▶ Task brief
Work out the number of lines below containing the word "crate" and give nothing besides it.

-----

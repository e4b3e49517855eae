// src/tests/mod.rs

//! Tests for _chrlib_.
//!
//! Tests are placed at `src/tests/`, inside the `chrlib`. The author concluded
//! this is a reasonable trade-off of separation and access.
//!
//! Tests placed at top-level path `tests/` do not have crate-internal
//! visibility. While it is recommended to not require internal visibility for
//! testing, in practice that often makes tests difficult or impossible to
//! implement.

pub mod common;
pub mod logstore_tests;
pub mod settings_tests;
pub mod windowscanner_tests;
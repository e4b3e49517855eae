// src/tests/common.rs

//! Common data and helpers for tests.

use crate::data::datetime::{
    Anchor,
    ClockTime,
    LogDate,
    NaiveDate,
    NaiveTime,
};

pub fn ymd(y: i32, m: u32, d: u32) -> LogDate {
    NaiveDate::from_ymd_opt(y, m, d).unwrap()
}

pub fn hms(h: u32, m: u32, s: u32) -> ClockTime {
    NaiveTime::from_hms_opt(h, m, s).unwrap()
}

pub fn anchor(y: i32, mo: u32, d: u32, h: u32, mi: u32, s: u32) -> Anchor {
    Anchor::new(ymd(y, mo, d), hms(h, mi, s))
}

/// room directory of the test rooms, relative to a temporary directory
pub const ROOM: &str = "#rust";

/// one message, the canonical single-line example
pub const DAY_20161112_ONE: &str = "[13:10:01] <alice> hello\n";

/// five messages one minute apart, 10:00 to 10:04
pub const DAY_20161110: &str = "\
[10:00:00] <alice> one
[10:01:00] <bob> two
[10:02:00] <alice> three
[10:03:00] <bob> four
[10:04:00] <alice> five
";

/// three messages, 09:00 to 09:02
pub const DAY_20161111: &str = "\
[09:00:00] <carol> six
[09:01:00] <dave> seven
[09:02:00] <carol> eight
";

/// messages mixed with extras and garbage, 12:00 to 12:09
pub const DAY_20161112_MIXED: &str = "\
[12:00:00] <alice> nine
[12:01:00] *** Joins: bob (bobby@example.org)
[12:02:00] -bob- ten
this line has no clock
[12:03:00] *** alice sets mode: +o bob
[12:04:00] <bob> eleven
[12:05:00] *** Quits: carol (carol@example.net) (Quit: bye)
[12:06:00] <alice> twelve
[12:07:00] *** bob changes topic to 'rust things'
[12:08:00] <bob> thirteen
[12:09:00] <alice> fourteen
";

-----

▶ Written response
2